Film

Und die Erde ist doch eine Scheibe: „Gods of Egypt“

Renn und spring. So funktionierten die ersten Videospiele. So funktionieren heute auch Blockbuster. Die Geschichte kriegt dabei Seitenstechen.

Wie bau ich meinen Gott wieder auf? Bek (Brenton Thwaites, r.) mit Horus (Nikolaj Coster-Waldau.)

Wie bau ich meinen Gott wieder auf? Bek (Brenton Thwaites, r.) mit Horus (Nikolaj Coster-Waldau.)

Foto: Concorde

Jump and Run. Spring und renn. Das war die Ur-Dramaturgie der ersten Computerspiele. Und auch wenn die Kulissen und Szenarien immer ausgefeilter geraten, ist sie das eigentlich immer noch. Das sieht man nicht nur Filmen an, die nach solchen Spielen entstehen. Inzwischen sehen auch Filme, die gar nicht auf Videogames beruhen, so aus.

Wie „Gods of Egypt“. Immerzu sacken hier Steinböden weg, knicken Säulenhallen ein, winden sich Riesenschlangen durch die Wüste, flammen Feuersbrünste auf. Und die Helden müssen rennen und springen. Ein einziger Dauerspurt. Der Reiz besteht nur in der Verpackung – weil das Spektakel im antiken Ägypten spielt.

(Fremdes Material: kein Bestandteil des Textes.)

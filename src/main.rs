use anyhow::Context;
use chrono::Local;
use clap::Parser;
use dialoguer::Confirm;
use indicatif::{ProgressBar, ProgressStyle};
use manga_check::{catalog, cli, config, export, reconcile, session, sheet};
use manga_check::error::CheckError;
use manga_check_common::ReconciliationEntry;
use cli::{Cli, Commands};
use config::{Config, SourceValues};
use session::Session;
use sheet::{SeriesSheet, XlsxSheet};
use tracing_subscriber::{layer::SubscriberExt, util::SubscriberInitExt};

#[tokio::main]
async fn main() -> anyhow::Result<()> {
    let cli = Cli::parse();
    init_tracing(cli.verbose);

    let config = Config::load().context("設定ファイルの読み込みに失敗しました")?;
    let overrides = SourceValues {
        application_id: cli.application_id.clone(),
        affiliate_id: None,
        sheet_path: cli.sheet.clone(),
        worksheet: cli.worksheet.clone(),
    };

    match cli.command {
        Commands::Sheet => {
            let sheet_settings = config::resolve_sheet(&overrides, &config)?;
            println!("「{}」を確認中...", sheet_settings.path.display());
            let workbook = XlsxSheet::open(&sheet_settings)?;
            println!("✅ 「{}」シートが見つかりました", workbook.name());
        }

        Commands::Show => {
            let sheet_settings = config::resolve_sheet(&overrides, &config)?;
            let workbook = XlsxSheet::open(&sheet_settings)?;
            let rows = workbook.rows()?;

            if rows.is_empty() {
                println!("⚠️ スプレッドシートにデータがありません");
                return Ok(());
            }

            let data_rows = if rows.len() > 1 { rows.len() - 1 } else { rows.len() };
            println!("✅ {}件のデータを取得しました\n", data_rows);
            println!("📊 スプレッドシートの内容（{}）", workbook.name());
            for row in &rows {
                println!("  {}", row.join(" | "));
            }
        }

        Commands::Run { today, update, yes } => {
            println!("📚 最新巻チェック\n");

            // 設定不備はシート・カタログに触れる前に止める
            let settings = config::resolve(&overrides, &config)?;
            let client = catalog::RakutenBooksClient::new(settings.catalog.clone())?;

            // 1. 作品一覧の取得
            println!("[1/3] 「{}」を取得中...", settings.sheet.path.display());
            let mut workbook = XlsxSheet::open(&settings.sheet)?;
            let parsed = sheet::load_series(&workbook)?;
            for warning in &parsed.warnings {
                println!("⚠️ {}", warning);
            }
            println!("✔ {}件の有効なデータを処理します\n", parsed.series.len());

            // 2. カタログ検索
            let today = today.unwrap_or_else(|| Local::now().date_naive());
            println!("[2/3] 🔎 検索中...（基準日: {}）", today.format("%Y年%m月%d日"));
            let progress = ProgressBar::new(parsed.series.len() as u64);
            progress.set_style(
                ProgressStyle::with_template("  {bar:40} {pos}/{len} {msg}")
                    .unwrap_or_else(|_| ProgressStyle::default_bar()),
            );
            let report = reconcile::run_reconciliation(&parsed.series, today, &client, |i, total, series| {
                progress.set_position((i - 1) as u64);
                progress.set_message(format!("検索中: {} ({}/{})", series.title, i, total));
            })
            .await;
            progress.finish_and_clear();

            for failure in &report.failures {
                println!("❌ {}", failure);
            }
            for skipped in &report.skipped_items {
                println!(
                    "⚠️ 「{}」: 発売日を解釈できない検索結果をスキップ（{} / {}）",
                    skipped.series_title, skipped.item.title, skipped.item.sales_date
                );
            }
            if report.has_failures() {
                println!("✔ 検索完了（{}件でエラー）\n", report.failures.len());
            } else {
                println!("✔ 検索完了\n");
            }

            // 3. 結果表示・保存
            println!("[3/3] 🔎 検索結果");
            print_results(&report.entries);

            let folder = session::session_folder(&settings.sheet.path);
            let current = Session::new(today, workbook.name(), report.entries);
            current.save(&folder)?;

            if update {
                write_back(&mut workbook, &current, yes)?;
            }

            println!("\n✅ 最新刊チェックが完了しました！");
        }

        Commands::Update { yes } => {
            let sheet_settings = config::resolve_sheet(&overrides, &config)?;
            let folder = session::session_folder(&sheet_settings.path);
            let current = Session::load(&folder)?.ok_or(CheckError::NoSession)?;

            // 書き戻し先は常に検索時のシート
            if let Some(requested) = sheet_settings.worksheet.as_deref() {
                if requested != current.worksheet {
                    println!(
                        "⚠️ 指定のシート「{}」ではなく検索時のシート「{}」に書き戻します",
                        requested, current.worksheet
                    );
                }
            }
            let mut workbook = XlsxSheet::open(&current.sheet_settings(&sheet_settings.path))?;
            write_back(&mut workbook, &current, yes)?;
        }

        Commands::Export { format, output, title } => {
            let sheet_settings = config::resolve_sheet(&overrides, &config)?;
            let folder = session::session_folder(&sheet_settings.path);
            let current = Session::load(&folder)?.ok_or(CheckError::NoSession)?;

            let output_dir = output.unwrap_or_else(|| std::path::PathBuf::from("."));
            for path in export::export_results(&current.results, &format, &output_dir, &title)? {
                println!("✔ 出力: {}", path.display());
            }
            println!("\n✅ エクスポート完了（{}件）", current.results.len());
        }

        Commands::Clear => {
            let sheet_settings = config::resolve_sheet(&overrides, &config)?;
            let folder = session::session_folder(&sheet_settings.path);
            let path = Session::session_path(&folder);
            if Session::clear(&folder).context("検索結果の削除に失敗しました")? {
                println!("🗑️ 検索結果を削除しました: {}", path.display());
            } else {
                println!("保存された検索結果はありません");
            }
        }

        Commands::Config { set_application_id, set_affiliate_id, set_sheet, show } => {
            let mut config = config;
            let changed = set_application_id.is_some() || set_affiliate_id.is_some() || set_sheet.is_some();

            if let Some(id) = set_application_id {
                config.application_id = Some(id);
            }
            if let Some(id) = set_affiliate_id {
                config.affiliate_id = Some(id);
            }
            if let Some(path) = set_sheet {
                config.sheet_path = Some(path);
            }
            if changed {
                config.save()?;
                println!("✔ 設定を保存しました: {}", Config::config_path()?.display());
            }

            if show || !changed {
                let status = |set: bool| if set { "✅ 設定済み" } else { "❌ 未設定" };
                println!("設定:");
                println!("  楽天アプリID: {}", status(config.application_id.is_some()));
                println!("  楽天アフィリエイトID: {}", status(config.affiliate_id.is_some()));
                println!(
                    "  スプレッドシート: {}",
                    config
                        .sheet_path
                        .as_ref()
                        .map(|p| p.display().to_string())
                        .unwrap_or_else(|| "❌ 未設定".into())
                );
                println!("  ワークシート: {}", config.worksheet.as_deref().unwrap_or("（先頭のシート）"));
                println!("  検索件数: {}", config.hits);
                println!("  タイムアウト: {}秒", config.timeout_seconds);
            }
        }
    }

    Ok(())
}

fn init_tracing(verbose: bool) {
    let default_filter = if verbose {
        "manga_check=debug,manga_check_common=debug"
    } else {
        "manga_check=info,manga_check_common=info"
    };

    tracing_subscriber::registry()
        .with(
            tracing_subscriber::EnvFilter::try_from_default_env()
                .unwrap_or_else(|_| default_filter.into()),
        )
        .with(tracing_subscriber::fmt::layer().with_writer(std::io::stderr))
        .init();
}

fn print_results(entries: &[ReconciliationEntry]) {
    if entries.is_empty() {
        println!("⚠️ 条件に一致する最新刊は見つかりませんでした");
        return;
    }

    println!("  作品名 | 巻数 | 出版日 | ISBN");
    for entry in entries {
        let c = &entry.candidate;
        println!("  {} | {} | {} | {}", c.title, c.volume, c.sales_date, c.isbn);
    }
    println!("✅ {}件の最新刊が見つかりました！", entries.len());
}

/// 検索結果をシートに書き戻す（確認あり）
fn write_back(workbook: &mut XlsxSheet, current: &Session, yes: bool) -> anyhow::Result<()> {
    if current.results.is_empty() {
        println!("更新する必要のある巻数はありませんでした");
        return Ok(());
    }

    if !yes {
        let confirmed = Confirm::new()
            .with_prompt(format!("📝 「{}」の巻数を更新しますか？", workbook.path().display()))
            .default(false)
            .interact()?;
        if !confirmed {
            println!("更新を中止しました");
            return Ok(());
        }
    }

    println!("スプレッドシートを更新中...");
    let parsed = sheet::load_series(&*workbook)?;
    let updates = sheet::apply_updates(workbook, &parsed.series, &current.results)?;

    for update in &updates {
        println!("更新: {}", update);
    }
    if updates.is_empty() {
        println!("更新する必要のある巻数はありませんでした");
    } else {
        println!("✅ {}件の巻数を更新しました", updates.len());
    }
    Ok(())
}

Dazu wird der Osiris-Mythos bemüht: Set (Action-Veteran Gerard Butler), der Gott der Wüste, tötet seinen Bruder Thot, den Gott der Weisheit, bei der Krönung von dessen Sohn Horus (Nikolaj Coster-Waldau aus „Game of Thrones“) und unterjocht das Land.

Es bedarf eines kleinen Menschleins (Branton Thwaites), den besiegten Gottessohn wieder aufzubauen und gegen den bösen Onkel zu rüsten.

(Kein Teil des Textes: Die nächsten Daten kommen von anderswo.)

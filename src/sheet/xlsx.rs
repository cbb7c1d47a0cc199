//! .xlsx ファイルの作品一覧シート

use super::SeriesSheet;
use crate::config::SheetSettings;
use crate::error::{CheckError, Result};
use calamine::{open_workbook_auto, Data, ExcelDateTime, Range, Reader};
use manga_check_common::CellUpdate;
use rust_xlsxwriter::{Format, Formula, Workbook, Worksheet, XlsxError};
use std::collections::HashMap;
use std::path::{Path, PathBuf};

pub struct XlsxSheet {
    path: PathBuf,
    worksheet: String,
}

impl XlsxSheet {
    /// ワークブックを開き、対象シートの存在を確認する
    ///
    /// シート名の指定がなければ先頭のシートを使う。
    pub fn open(settings: &SheetSettings) -> Result<Self> {
        if !settings.path.exists() {
            return Err(CheckError::SheetNotFound(settings.path.display().to_string()));
        }

        let workbook = open_workbook_auto(&settings.path)
            .map_err(|e| CheckError::SheetRead(format!("{}: {}", settings.path.display(), e)))?;
        let names = workbook.sheet_names();

        let worksheet = match &settings.worksheet {
            Some(name) if names.iter().any(|n| n == name) => name.clone(),
            Some(name) => {
                return Err(CheckError::SheetNotFound(format!(
                    "{} (シート「{}」)",
                    settings.path.display(),
                    name
                )))
            }
            None => names
                .first()
                .cloned()
                .ok_or_else(|| CheckError::SheetRead("ワークシートがありません".into()))?,
        };

        Ok(Self {
            path: settings.path.clone(),
            worksheet,
        })
    }

    pub fn path(&self) -> &Path {
        &self.path
    }

    /// 全シートの内容を読み込む（書き戻し時に他のシートを残すため）
    fn read_all_sheets(&self) -> Result<Vec<SheetContent>> {
        let mut workbook = open_workbook_auto(&self.path)
            .map_err(|e| CheckError::SheetRead(format!("{}: {}", self.path.display(), e)))?;

        let mut sheets = Vec::new();
        for name in workbook.sheet_names() {
            let range = workbook
                .worksheet_range(&name)
                .map_err(|e| CheckError::SheetRead(format!("{}: {}", name, e)))?;
            let formulas = match workbook.worksheet_formula(&name) {
                Ok(formulas) => formula_map(&formulas),
                Err(e) => {
                    tracing::debug!(sheet = %name, error = %e, "数式を読み込めないため値のみ書き戻す");
                    HashMap::new()
                }
            };
            sheets.push(SheetContent {
                cells: range_to_grid(&range),
                formulas,
                name,
            });
        }
        Ok(sheets)
    }
}

impl SeriesSheet for XlsxSheet {
    fn name(&self) -> &str {
        &self.worksheet
    }

    fn rows(&self) -> Result<Vec<Vec<String>>> {
        let mut workbook = open_workbook_auto(&self.path)
            .map_err(|e| CheckError::SheetRead(format!("{}: {}", self.path.display(), e)))?;
        let range = workbook
            .worksheet_range(&self.worksheet)
            .map_err(|e| CheckError::SheetRead(format!("{}: {}", self.worksheet, e)))?;
        Ok(range_to_grid(&range)
            .iter()
            .map(|row| row.iter().map(cell_to_string).collect())
            .collect())
    }

    fn write_cells(&mut self, updates: &[CellUpdate]) -> Result<()> {
        let mut sheets = self.read_all_sheets()?;

        let target = sheets
            .iter_mut()
            .find(|sheet| sheet.name == self.worksheet)
            .ok_or_else(|| CheckError::SheetNotFound(self.worksheet.clone()))?;
        for update in updates {
            target.set_value(update.row - 1, update.column - 1, &update.new_value);
        }

        write_workbook(&self.path, &sheets)
    }
}

/// 1シート分のセル値と数式（位置はA1起点の0始まり）
struct SheetContent {
    name: String,
    cells: Vec<Vec<Data>>,
    formulas: HashMap<(usize, usize), String>,
}

impl SheetContent {
    /// セルを書き換える（数式は値で置き換わる）
    fn set_value(&mut self, row: usize, col: usize, value: &str) {
        if self.cells.len() <= row {
            self.cells.resize(row + 1, Vec::new());
        }
        let cells = &mut self.cells[row];
        if cells.len() <= col {
            cells.resize(col + 1, Data::Empty);
        }
        cells[col] = value_cell(value);
        self.formulas.remove(&(row, col));
    }
}

/// セル範囲をA1起点のグリッドに変換
///
/// 範囲の開始位置がA1でない場合は先頭を空セルで埋める。
fn range_to_grid(range: &Range<Data>) -> Vec<Vec<Data>> {
    let Some((start_row, start_col)) = range.start() else {
        return Vec::new();
    };

    let mut grid: Vec<Vec<Data>> = vec![Vec::new(); start_row as usize];
    for row in range.rows() {
        let cells: Vec<Data> = std::iter::repeat(Data::Empty)
            .take(start_col as usize)
            .chain(row.iter().cloned())
            .collect();
        grid.push(cells);
    }
    grid
}

fn formula_map(range: &Range<String>) -> HashMap<(usize, usize), String> {
    let Some((start_row, start_col)) = range.start() else {
        return HashMap::new();
    };

    range
        .used_cells()
        .filter(|(_, _, formula)| !formula.is_empty())
        .map(|(r, c, formula)| {
            ((start_row as usize + r, start_col as usize + c), formula.clone())
        })
        .collect()
}

/// セルの表示文字列（整数値の数値セルは小数点なし）
pub(crate) fn cell_to_string(cell: &Data) -> String {
    match cell {
        Data::Empty => String::new(),
        Data::String(s) => s.clone(),
        Data::Int(i) => i.to_string(),
        Data::Float(f) if f.fract() == 0.0 && f.abs() < 1e15 => format!("{}", *f as i64),
        other => other.to_string(),
    }
}

/// 書き込む文字列をセル値にする（整数として読める値は数値セル）
fn value_cell(value: &str) -> Data {
    match integer_cell(value) {
        Some(n) => Data::Float(n as f64),
        None if value.is_empty() => Data::Empty,
        None => Data::String(value.to_string()),
    }
}

fn date_format(datetime: &ExcelDateTime) -> &'static str {
    let serial = datetime.as_f64();
    if datetime.is_duration() {
        "[h]:mm:ss"
    } else if serial.fract() == 0.0 {
        "yyyy/mm/dd"
    } else if serial < 1.0 {
        "hh:mm:ss"
    } else {
        "yyyy/mm/dd hh:mm:ss"
    }
}

fn write_cell(
    worksheet: &mut Worksheet,
    row: u32,
    col: u16,
    cell: &Data,
) -> std::result::Result<(), XlsxError> {
    match cell {
        Data::Empty => Ok(()),
        Data::Int(i) => worksheet.write_number(row, col, *i as f64).map(|_| ()),
        Data::Float(f) => worksheet.write_number(row, col, *f).map(|_| ()),
        Data::Bool(b) => worksheet.write_boolean(row, col, *b).map(|_| ()),
        Data::DateTime(datetime) => {
            let format = Format::new().set_num_format(date_format(datetime));
            worksheet
                .write_number_with_format(row, col, datetime.as_f64(), &format)
                .map(|_| ())
        }
        Data::String(s) => worksheet.write_string(row, col, s).map(|_| ()),
        other => worksheet.write_string(row, col, other.to_string()).map(|_| ()),
    }
}

/// セル値と数式からワークブックを書き出す
///
/// 数式のセルは数式のまま、読み込んだ値を計算結果として残す。
fn write_workbook(path: &Path, sheets: &[SheetContent]) -> Result<()> {
    let mut workbook = Workbook::new();

    for sheet in sheets {
        let worksheet = workbook.add_worksheet();
        worksheet
            .set_name(&sheet.name)
            .map_err(|e| CheckError::SheetWrite(format!("シート名エラー: {}", e)))?;

        for (r, row) in sheet.cells.iter().enumerate() {
            for (c, cell) in row.iter().enumerate() {
                if sheet.formulas.contains_key(&(r, c)) {
                    continue;
                }
                write_cell(worksheet, r as u32, c as u16, cell)
                    .map_err(|e| CheckError::SheetWrite(format!("セル書き込みエラー: {}", e)))?;
            }
        }

        for (&(r, c), formula) in &sheet.formulas {
            let cached = sheet
                .cells
                .get(r)
                .and_then(|row| row.get(c))
                .map(cell_to_string)
                .unwrap_or_default();
            worksheet
                .write_formula(r as u32, c as u16, Formula::new(formula).set_result(cached))
                .map_err(|e| CheckError::SheetWrite(format!("数式書き込みエラー: {}", e)))?;
        }
    }

    workbook
        .save(path)
        .map_err(|e| CheckError::SheetWrite(format!("{}: {}", path.display(), e)))?;
    Ok(())
}

fn integer_cell(value: &str) -> Option<i64> {
    let digits_only = !value.is_empty() && value.chars().all(|c| c.is_ascii_digit());
    let no_leading_zero = value == "0" || !value.starts_with('0');
    if digits_only && no_leading_zero && value.len() <= 15 {
        value.parse().ok()
    } else {
        None
    }
}

/// ワークブックを新規作成する（1シート）
///
/// 整数として読める値は数値セル、それ以外は文字列セルにする。
pub fn create_workbook(path: &Path, worksheet: &str, rows: &[Vec<String>]) -> Result<()> {
    let sheet = SheetContent {
        name: worksheet.to_string(),
        cells: rows
            .iter()
            .map(|row| row.iter().map(|value| value_cell(value)).collect())
            .collect(),
        formulas: HashMap::new(),
    };
    write_workbook(path, &[sheet])
}
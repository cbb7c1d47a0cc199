//! エラー型定義

use thiserror::Error;

/// 共通エラー型
#[derive(Error, Debug)]
pub enum Error {
    #[error("日付形式を解釈できません: {0}")]
    DateFormat(String),

    #[error("巻数を数値として解釈できません: {0}")]
    InvalidVolume(String),
}

/// Result型エイリアス
pub type Result<T> = std::result::Result<T, Error>;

Wie weit das sagentechnisch stimmt, ist reichlich egal. Denn in die Tiefe geht der Film nicht durch große Konflikte oder gar Psychologisierung der Figuren, sondern allein durch die 3D-Brille, wenn die nächste Säule auch auf den Zuschauer zu stürzen droht. Das ist dann nur was für halbwüchsige Computernerds.

Eigentlich schade. In den 50er-Jahren, der Hoch-Zeit des Monumentalfilms, ließen die großen Studios Tausende von Statisten durchs Breitwandbild stapfen und pompöse Kulissen errichten. Dank moderner Computertechnologie ist es ein Leichtes, das alles noch monumentaler zu generieren und Massen zu verzehnfachen.

„Gods of Egypt“ könnte also aussehen wie eine zeitgemäße Version von, sagen wir, „Sinuhe der Ägypter“. Nur belässt es Regisseur Alex Proyas, der mit Filmen wie „The Crow“ einmal Maßstäbe im Gothic-Kino gesetzt hat, sich tricktechnisch auszutoben, und vergisst darüber eine relevante Geschichte, an die man sich noch nach dem Abspann erinnern könnte.

Im Fantasie-Ägypten bekämpfen sich die alten Götter mit sehr heutigen Martial-Arts-Techniken. Das sieht dann manchmal aus wie in „Zorn der Titanen“, dem altgriechischen Actionpendant, manchmal auch wie ein Lichtschwertkampf à la „Star Wars“ oder wie das aktuelle Duell „Superman v Batman“. Diese Filmmythen spielen hier eindeutig die wichtigere Rolle.

Nur manchmal blitzt durch, was aus dem Film hätte werden können. Wenn etwa die Menschen nur halb so klein wie die Götter sind. Oder wenn man zum Sonnengott Ra (Geoffrey Rush) ins All fliegt. Der zieht die Sonne in einer Art Cabrio-Raumschiff hinter sich her, während die Erde unter ihm eine Scheibe ist. Das ist dann antike Science-Fiction und macht wirklich Spaß.

Aber dann kommt die nächste Actioneinlage. Dann heißt es wieder Jump and Run. Da kriegen dann nicht nur die Helden, sondern auch der Film Seitenstechen. Und auch als Zuschauer möchte man irgendwann weglaufen.